I tell this story because of how many unplanned synchronicities had to happen for us to make our connection, go deep together, and retrieve what must have been a longtime relationship. And heal together, perhaps not for the first time.

It was metaphoric, and we ourselves were the metaphor as every human dilemma is a metaphor of this changing world of ours! Just now, as the world goes through paroxysms literal and symbolic, volcanoes are erupting on islands in the oceans, pouring out hot magma and creating new land in the process. Oceans are responding with tidal waves, and wildlife is figuring out new ways of surviving. We humans, stuck indoors in a pandemic are dreaming up new ways of living, and teaching that to our children even as we discover deeper parts of ourselves and new ways of learning about the world and about the nature of reality.

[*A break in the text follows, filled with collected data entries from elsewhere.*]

#[cfg(test)]
mod tests {
    use super::*;
    use crate::codec::{DataType, Opaque, Time};
    use crate::error::CallbackResult;
    use crate::object::{ops, ObjectDescriptor, ObjectInstance};

    const OID_READONLY: u16 = 1001;
    const OID_WRITEEXEC: u16 = 1002;
    const OID_UNREGISTERED: u16 = 2002;
    const PID_MISSING: u16 = 999;

    #[derive(Default)]
    struct Fake {
        id: u16,
        string: String,
        integer: i64,
        float: f64,
        time: i64,
        opaque: Vec<u8>,
        boolean: bool,
        executed: u32,
        setter_calls: u32,
    }

    impl ObjectInstance for Fake {
        fn instance_id(&self) -> u16 {
            self.id
        }
    }

    fn invalid<T>(_: &Fake) -> CallbackResult<T> {
        Err(CallbackError::InvalidArgument)
    }

    fn read_only() -> ObjectDescriptor<Fake> {
        ObjectDescriptor::new(OID_READONLY)
            .readable(101, |_: &Fake| Ok("valid string".to_string()))
            .readable(201, |_: &Fake| Ok(0x8675309i64))
            .readable(301, |_: &Fake| Ok(867.5307f64))
            .readable(401, |_: &Fake| Ok(Time(1311379200)))
            .readable(501, |_: &Fake| Ok(Opaque::from(vec![0xDEu8, 0xAD])))
            .readable(601, |_: &Fake| Ok(true))
            .declare(701, ops::READ, DataType::Integer)
            .readable(801, invalid::<i64>)
            .with_instance(Fake {
                id: 42,
                ..Default::default()
            })
    }

    fn write_exec() -> ObjectDescriptor<Fake> {
        ObjectDescriptor::new(OID_WRITEEXEC)
            .writable(102, |f: &mut Fake, v: String| {
                f.string = v;
                Ok(())
            })
            .writable(202, |f: &mut Fake, v: i64| {
                f.setter_calls += 1;
                f.integer = v;
                Ok(())
            })
            .writable(302, |f: &mut Fake, v: f64| {
                f.setter_calls += 1;
                f.float = v;
                Ok(())
            })
            .writable(402, |f: &mut Fake, v: Time| {
                f.setter_calls += 1;
                f.time = v.0;
                Ok(())
            })
            .writable(502, |f: &mut Fake, v: Opaque| {
                f.opaque = v.as_slice().to_vec();
                Ok(())
            })
            .writable(602, |f: &mut Fake, v: bool| {
                f.setter_calls += 1;
                f.boolean = v;
                Ok(())
            })
            .executable(702, |f: &mut Fake| {
                f.executed += 1;
                Ok(())
            })
            .executable(802, |_: &mut Fake| Err(CallbackError::InvalidArgument))
            .declare(902, ops::EXECUTE, DataType::Undefined)
            .declare(1002, ops::WRITE, DataType::Integer)
            .writable(1102, |_: &mut Fake, _: i64| Err(CallbackError::InvalidArgument))
            .executable(1202, |_: &mut Fake| Err(CallbackError::Failed("boom".into())))
            .with_instance(Fake {
                id: 43,
                ..Default::default()
            })
    }

    fn registry() -> ObjectRegistry {
        let mut registry = ObjectRegistry::new();
        registry.register(read_only()).unwrap();
        registry.register(write_exec()).unwrap();
        registry
    }

    fn fake(registry: &ObjectRegistry) -> &Fake {
        registry.instance::<Fake>(OID_WRITEEXEC, 43).unwrap()
    }

    #[test]
    fn test_read_typed_values() {
        let registry = registry();

        assert_eq!(
            registry.read(OID_READONLY, 42, 101),
            Ok(Value::text("valid string"))
        );
        assert_eq!(registry.read(OID_READONLY, 42, 201), Ok(Value::Integer(0x8675309)));
        assert_eq!(registry.read(OID_READONLY, 42, 301), Ok(Value::Float(867.5307)));
        assert_eq!(registry.read(OID_READONLY, 42, 401), Ok(Value::Integer(1311379200)));
        assert_eq!(
            registry.read(OID_READONLY, 42, 501),
            Ok(Value::opaque(vec![0xDEu8, 0xAD]))
        );
        assert_eq!(registry.read(OID_READONLY, 42, 601), Ok(Value::Boolean(true)));
    }

    #[test]
    fn test_read_status_mapping() {
        let registry = registry();

        let ok = registry.read(OID_READONLY, 42, 201);
        assert_eq!(ObjectRegistry::status_of(Operation::Read, &ok), StatusCode::Content);

        assert_eq!(
            registry.read(OID_READONLY, 42, 701),
            Err(StatusCode::NotImplemented)
        );
        assert_eq!(registry.read(OID_READONLY, 42, 801), Err(StatusCode::BadRequest));
    }

    #[test]
    fn test_unregistered_object_is_not_found() {
        let mut registry = registry();

        assert_eq!(registry.read(OID_UNREGISTERED, 0, 101), Err(StatusCode::NotFound));
        assert_eq!(
            registry.write(OID_UNREGISTERED, 0, 102, &Value::Integer(1)),
            Err(StatusCode::NotFound)
        );
        assert_eq!(
            registry.execute(OID_UNREGISTERED, 0, 702),
            Err(StatusCode::NotFound)
        );
    }

    #[test]
    fn test_missing_instance_is_not_found() {
        let mut registry = registry();

        assert_eq!(registry.read(OID_READONLY, 7, 201), Err(StatusCode::NotFound));
        assert_eq!(registry.execute(OID_WRITEEXEC, 7, 702), Err(StatusCode::NotFound));
    }

    #[test]
    fn test_missing_property_is_not_found() {
        let mut registry = registry();

        assert_eq!(
            registry.read(OID_READONLY, 42, PID_MISSING),
            Err(StatusCode::NotFound)
        );
        assert_eq!(
            registry.write(OID_WRITEEXEC, 43, PID_MISSING, &Value::Integer(1)),
            Err(StatusCode::NotFound)
        );
        assert_eq!(
            registry.execute(OID_WRITEEXEC, 43, PID_MISSING),
            Err(StatusCode::NotFound)
        );
    }

    #[test]
    fn test_operation_not_permitted() {
        let mut registry = registry();

        // Write and execute on read-only properties
        assert_eq!(
            registry.write(OID_READONLY, 42, 201, &Value::Integer(1)),
            Err(StatusCode::MethodNotAllowed)
        );
        assert_eq!(
            registry.execute(OID_READONLY, 42, 101),
            Err(StatusCode::MethodNotAllowed)
        );
        // Read on write-only and executable properties
        assert_eq!(
            registry.read(OID_WRITEEXEC, 43, 202),
            Err(StatusCode::MethodNotAllowed)
        );
        assert_eq!(
            registry.read(OID_WRITEEXEC, 43, 702),
            Err(StatusCode::MethodNotAllowed)
        );
        // Execute on a writable property
        assert_eq!(
            registry.execute(OID_WRITEEXEC, 43, 202),
            Err(StatusCode::MethodNotAllowed)
        );
    }

    #[test]
    fn test_write_typed_values() {
        let mut registry = registry();

        registry
            .write(OID_WRITEEXEC, 43, 102, &Value::text("valid string"))
            .unwrap();
        registry
            .write(OID_WRITEEXEC, 43, 202, &Value::Integer(0x8675309))
            .unwrap();
        registry
            .write(OID_WRITEEXEC, 43, 302, &Value::text("867.5307"))
            .unwrap();
        registry
            .write(OID_WRITEEXEC, 43, 402, &Value::Integer(1311379200))
            .unwrap();
        registry
            .write(OID_WRITEEXEC, 43, 502, &Value::opaque(vec![1u8, 2, 3]))
            .unwrap();
        registry
            .write(OID_WRITEEXEC, 43, 602, &Value::Boolean(true))
            .unwrap();

        let f = fake(&registry);
        assert_eq!(f.string, "valid string");
        assert_eq!(f.integer, 0x8675309);
        assert_eq!(f.float, 867.5307);
        assert_eq!(f.time, 1311379200);
        assert_eq!(f.opaque, vec![1, 2, 3]);
        assert!(f.boolean);
    }

    #[test]
    fn test_write_success_status() {
        let mut registry = registry();
        let result = registry.write(OID_WRITEEXEC, 43, 202, &Value::text("42"));
        assert_eq!(
            ObjectRegistry::status_of(Operation::Write, &result),
            StatusCode::Changed
        );
    }

    #[test]
    fn test_unparsable_write_never_calls_setter() {
        let mut registry = registry();

        for (pid, bad) in [
            (202u16, Value::text("not a number")),
            (302, Value::text("not a float")),
            (402, Value::text("yesterday")),
            (602, Value::text("maybe")),
        ] {
            assert_eq!(
                registry.write(OID_WRITEEXEC, 43, pid, &bad),
                Err(StatusCode::BadRequest),
                "property {}",
                pid
            );
        }

        assert_eq!(fake(&registry).setter_calls, 0);
    }

    #[test]
    fn test_write_callback_errors() {
        let mut registry = registry();

        assert_eq!(
            registry.write(OID_WRITEEXEC, 43, 1002, &Value::Integer(1)),
            Err(StatusCode::NotImplemented)
        );
        assert_eq!(
            registry.write(OID_WRITEEXEC, 43, 1102, &Value::Integer(1)),
            Err(StatusCode::BadRequest)
        );
    }

    #[test]
    fn test_execute() {
        let mut registry = registry();

        let result = registry.execute(OID_WRITEEXEC, 43, 702);
        assert_eq!(
            ObjectRegistry::status_of(Operation::Execute, &result),
            StatusCode::Changed
        );
        assert_eq!(fake(&registry).executed, 1);

        assert_eq!(
            registry.execute(OID_WRITEEXEC, 43, 802),
            Err(StatusCode::BadRequest)
        );
        assert_eq!(
            registry.execute(OID_WRITEEXEC, 43, 902),
            Err(StatusCode::NotImplemented)
        );
        assert_eq!(
            registry.execute(OID_WRITEEXEC, 43, 1202),
            Err(StatusCode::InternalServerError)
        );
    }

    #[test]
    fn test_read_many_stops_at_first_failure() {
        let registry = registry();

        let bulk = registry.read_many(OID_READONLY, 42, &[101, 201, 701, 301]);

        assert_eq!(bulk.status, StatusCode::NotImplemented);
        assert!(!bulk.is_complete());
        assert_eq!(
            bulk.results,
            vec![
                (101, Value::text("valid string")),
                (201, Value::Integer(0x8675309)),
            ]
        );
    }

    #[test]
    fn test_read_many_complete() {
        let registry = registry();
        let bulk = registry.read_many(OID_READONLY, 42, &[601, 401]);

        assert!(bulk.is_complete());
        assert_eq!(bulk.status, StatusCode::Content);
        assert_eq!(bulk.results.len(), 2);
    }

    #[test]
    fn test_read_instance() {
        let registry = registry();

        // 701 is declared without a getter, so the walk stops there
        let bulk = registry.read_instance(OID_READONLY, 42);
        assert_eq!(bulk.status, StatusCode::NotImplemented);
        assert_eq!(
            bulk.results.iter().map(|(pid, _)| *pid).collect::<Vec<_>>(),
            vec![101, 201, 301, 401, 501, 601]
        );

        assert_eq!(
            registry.read_instance(OID_UNREGISTERED, 0).status,
            StatusCode::NotFound
        );
        assert_eq!(registry.read_instance(OID_READONLY, 0).status, StatusCode::NotFound);
    }

    #[test]
    fn test_write_many_keeps_earlier_writes() {
        let mut registry = registry();

        let bulk = registry.write_many(
            OID_WRITEEXEC,
            43,
            &[
                (202, Value::Integer(5)),
                (602, Value::Boolean(true)),
                (302, Value::text("bogus")),
                (102, Value::text("never written")),
            ],
        );

        assert_eq!(bulk.status, StatusCode::BadRequest);
        assert_eq!(bulk.results, vec![202, 602]);

        let f = fake(&registry);
        assert_eq!(f.integer, 5);
        assert!(f.boolean);
        assert!(f.string.is_empty());
    }
}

These are the times we live in, like it or not, even if it strains our abilities to respond: even if the climate changes radically and pandemics take us by storm; even when our financial systems prove they support only the very few, and the environment not at all.

Even when we are terrified of everything from death and taxes to one another; even if we feel unloved and lonely and the oceans are polluted with plastics and the whales are hunted down mercilessly…even if the era we are living in comes to an end and living beings die back into the earth for an era of rest until it is Time to start up again, slowly, miraculously, newly born—hopefully wiser than we are now—it probably would not be happening for the first time.

We have been here and done this before—more than once, I wager.

Even if you and I are on the planet right now on purpose, to help make this difficult transition to the next phase of our history on earth, having been through this before at another time and from another place, finding one another, who knows where or how, learning that our hearts can think at least as well as our brains and our dreams are at least as real as the bus waiting down at the corner.

For help, apparently, is closer than we think and it seems to be right down the street; it has probably been there for years without our knowing, even if it takes a severe shock to wake us up and take notice that we are in this life together, no matter what, and sometimes we have to come close to death before we take notice and find one another in the storm.

In the magic which, as Jak and I now know, is real.